▶ The records:

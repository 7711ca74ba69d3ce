use utoipa_axum::{router::OpenApiRouter, routes};

use crate::handlers;
use crate::state::AppState;

pub fn routes() -> OpenApiRouter<AppState> {
    OpenApiRouter::new()
        .nest("/auth", auth_routes())
        .nest("/districts", district_routes())
        .nest("/schools", school_routes())
        .nest("/exam-years", exam_year_routes())
        .nest("/registrations", registration_routes())
        .nest("/results", result_routes())
        .nest("/leaderboards", leaderboard_routes())
        .nest("/contacts", contact_routes())
        .nest("/public", public_routes())
}

fn auth_routes() -> OpenApiRouter<AppState> {
    OpenApiRouter::new()
        .routes(routes!(handlers::auth::login))
        .routes(routes!(handlers::auth::me))
}

fn district_routes() -> OpenApiRouter<AppState> {
    OpenApiRouter::new()
        .routes(routes!(
            handlers::district::list_districts,
            handlers::district::create_district
        ))
        .routes(routes!(
            handlers::district::update_district,
            handlers::district::delete_district
        ))
}

fn school_routes() -> OpenApiRouter<AppState> {
    OpenApiRouter::new()
        .routes(routes!(
            handlers::school::list_schools,
            handlers::school::create_school
        ))
        .routes(routes!(
            handlers::school::update_school,
            handlers::school::delete_school
        ))
}

fn exam_year_routes() -> OpenApiRouter<AppState> {
    OpenApiRouter::new()
        .routes(routes!(
            handlers::exam_year::list_exam_years,
            handlers::exam_year::create_exam_year
        ))
        .routes(routes!(handlers::exam_year::update_exam_year))
}

fn registration_routes() -> OpenApiRouter<AppState> {
    OpenApiRouter::new()
        .routes(routes!(handlers::registration::list_registrations))
        .routes(routes!(
            handlers::registration::get_registration,
            handlers::registration::delete_registration
        ))
}

fn result_routes() -> OpenApiRouter<AppState> {
    OpenApiRouter::new()
        .routes(routes!(
            handlers::result::list_results,
            handlers::result::create_result
        ))
        .routes(routes!(
            handlers::result::get_result,
            handlers::result::update_result,
            handlers::result::delete_result
        ))
}

fn leaderboard_routes() -> OpenApiRouter<AppState> {
    OpenApiRouter::new()
        .routes(routes!(handlers::leaderboard::global_toppers))
        .routes(routes!(handlers::leaderboard::school_toppers))
        .routes(routes!(handlers::leaderboard::full_leaderboard))
}

fn contact_routes() -> OpenApiRouter<AppState> {
    OpenApiRouter::new().routes(routes!(handlers::contact::list_contact_messages))
}

fn public_routes() -> OpenApiRouter<AppState> {
    OpenApiRouter::new()
        .routes(routes!(handlers::registration::create_registration))
        .routes(routes!(handlers::contact::create_contact_message))
        .routes(routes!(handlers::public::active_districts))
        .routes(routes!(handlers::public::active_schools))
        .routes(routes!(handlers::public::exam_years))
        .routes(routes!(handlers::public::active_exam_year))
        .routes(routes!(handlers::public::top_by_group))
        .routes(routes!(handlers::public::results_by_school))
        .routes(routes!(handlers::public::result_lookup))
        .routes(routes!(handlers::public::hall_of_fame))
}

▶ Activity:
Search the records for lines holding the word "crate", then copy each line you find.

▶ Answer for this exercise:
use crate::handlers;
use crate::state::AppState;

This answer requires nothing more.